[EXERCISE DESCRIPTION] Please output the data below exactly as given, starting at its first line and stopping after the line that contains "use crate::curve::Curve;".

EXERCISE INPUT START

//! The two sweeps (extrude, revolve) over validated profile regions.

use std::f64::consts::TAU;

use part_geom::{Point3d, Vec3};
use tracing::debug;

use super::topology::*;
use super::ReferenceKernel;
use crate::curve::Curve;
use crate::region::{PlanarRegion, CONNECT_TOLERANCE};
use crate::types::{EdgeId, FaceId, KernelError};

impl ReferenceKernel {
    pub(crate) fn new_edge(&mut self, curve: Curve, uses: Vec<EdgeUse>) -> RefEdge {
        RefEdge {
            id: EdgeId(self.alloc_id()),
            curve,
            uses,
        }
    }

    pub(crate) fn new_face(&mut self, surface: Surface, role: FaceRole, reversed: bool) -> RefFace {
        RefFace {
            id: FaceId(self.alloc_id()),
            surface,
            role,
            location: part_geom::Transform::identity(),
            reversed,
            mesh: None,
        }
    }

    /// Prism topology: two caps, one lateral face per boundary curve, the
    /// boundary curves on both caps and one straight edge per loop vertex.
    pub(crate) fn build_extrusion(
        &mut self,
        region: PlanarRegion,
        vector: Vec3,
    ) -> Result<RefSolid, KernelError> {
        let (dir, along) = region.extrusion_direction(vector)?;
        let n = region.normal;

        let mut solid = RefSolid::default();
        let top_region = region.translated(vector);
        let bottom = self.new_face(Surface::Planar(region.clone()), FaceRole::Cap, along > 0.0);
        let top = self.new_face(Surface::Planar(top_region), FaceRole::Cap, along < 0.0);
        let (bottom_id, top_id) = (bottom.id, top.id);
        solid.faces.push(bottom);
        solid.faces.push(top);

        for chain in region.loops() {
            let sides: Vec<FaceId> = chain
                .iter()
                .map(|curve| {
                    let side = self.new_face(
                        Surface::Extruded {
                            base: curve.clone(),
                            vector,
                        },
                        FaceRole::Lateral,
                        false,
                    );
                    let id = side.id;
                    solid.faces.push(side);
                    id
                })
                .collect();

            for (i, curve) in chain.iter().enumerate() {
                let into_cap = n.cross(&curve.tangent_at(0.0));
                let lifted = curve.translated(vector);
                let bottom_edge = self.new_edge(
                    curve.clone(),
                    vec![
                        EdgeUse {
                            face: bottom_id,
                            inward: Inward::at_curve_start(curve, into_cap),
                        },
                        EdgeUse {
                            face: sides[i],
                            inward: Inward::at_curve_start(curve, dir),
                        },
                    ],
                );
                let top_edge = self.new_edge(
                    lifted.clone(),
                    vec![
                        EdgeUse {
                            face: top_id,
                            inward: Inward::at_curve_start(&lifted, into_cap),
                        },
                        EdgeUse {
                            face: sides[i],
                            inward: Inward::at_curve_start(&lifted, -dir),
                        },
                    ],
                );
                solid.edges.push(bottom_edge);
                solid.edges.push(top_edge);

                let prev = (i + chain.len() - 1) % chain.len();
                let corner = curve.start();
                let vertical = self.new_edge(
                    Curve::Line {
                        start: corner,
                        end: corner + vector,
                    },
                    vec![
                        EdgeUse {
                            face: sides[i],
                            inward: Inward::Fixed(curve.tangent_at(0.0)),
                        },
                        EdgeUse {
                            face: sides[prev],
                            inward: Inward::Fixed(-chain[prev].tangent_at(1.0)),
                        },
                    ],
                );
                solid.edges.push(vertical);
            }
        }
        debug!(
            faces = solid.faces.len(),
            edges = solid.edges.len(),
            "built extrusion"
        );
        Ok(solid)
    }

    /// Solid of revolution: one face per profile curve off the axis and one
    /// full circle per profile vertex off the axis.
    pub(crate) fn build_revolution(
        &mut self,
        region: PlanarRegion,
        axis_origin: Point3d,
        axis_direction: Vec3,
    ) -> Result<RefSolid, KernelError> {
        let axis = region.revolution_axis(axis_origin, axis_direction)?;
        let radial = |p: &Point3d| (*p - axis_origin).reject_from(&axis).length();

        let mut solid = RefSolid::default();
        for chain in region.loops() {
            let faces: Vec<Option<FaceId>> = chain
                .iter()
                .map(|curve| {
                    let on_axis = [0.0, 0.5, 1.0]
                        .iter()
                        .all(|&t| radial(&curve.point_at(t)) <= CONNECT_TOLERANCE);
                    if on_axis {
                        return None;
                    }
                    let face = self.new_face(
                        Surface::Revolved {
                            generatrix: curve.clone(),
                            axis_origin,
                            axis,
                        },
                        FaceRole::Lateral,
                        false,
                    );
                    let id = face.id;
                    solid.faces.push(face);
                    Some(id)
                })
                .collect();

            for (i, curve) in chain.iter().enumerate() {
                let p = curve.start();
                let center = axis_origin + axis * (p - axis_origin).dot(&axis);
                let radius = p.distance_to(&center);
                if radius <= CONNECT_TOLERANCE {
                    continue;
                }
                let Some(ref_dir) = (p - center).normalized() else {
                    continue;
                };
                let polar = |dir: Vec3| Inward::Polar {
                    radial: dir.dot(&ref_dir),
                    axial: dir.dot(&axis),
                };
                let prev = (i + chain.len() - 1) % chain.len();
                let mut uses = Vec::with_capacity(2);
                if let Some(face) = faces[prev] {
                    uses.push(EdgeUse {
                        face,
                        inward: polar(-chain[prev].tangent_at(1.0)),
                    });
                }
                if let Some(face) = faces[i] {
                    uses.push(EdgeUse {
                        face,
                        inward: polar(curve.tangent_at(0.0)),
                    });
                }
                let circle = self.new_edge(
                    Curve::Arc {
                        center,
                        axis,
                        ref_dir,
                        radius,
                        sweep: TAU,
                    },
                    uses,
                );
                solid.edges.push(circle);
            }
        }
        if solid.is_empty() {
            return Err(KernelError::DegenerateGeometry {
                reason: "profile lies on the revolution axis".to_string(),
            });
        }
        debug!(
            faces = solid.faces.len(),
            edges = solid.edges.len(),
            "built revolution"
        );
        Ok(solid)
    }
}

EXERCISE INPUT END

[ANSWER SECTION]
//! The two sweeps (extrude, revolve) over validated profile regions.

use std::f64::consts::TAU;

use part_geom::{Point3d, Vec3};
use tracing::debug;

use super::topology::*;
use super::ReferenceKernel;
use crate::curve::Curve;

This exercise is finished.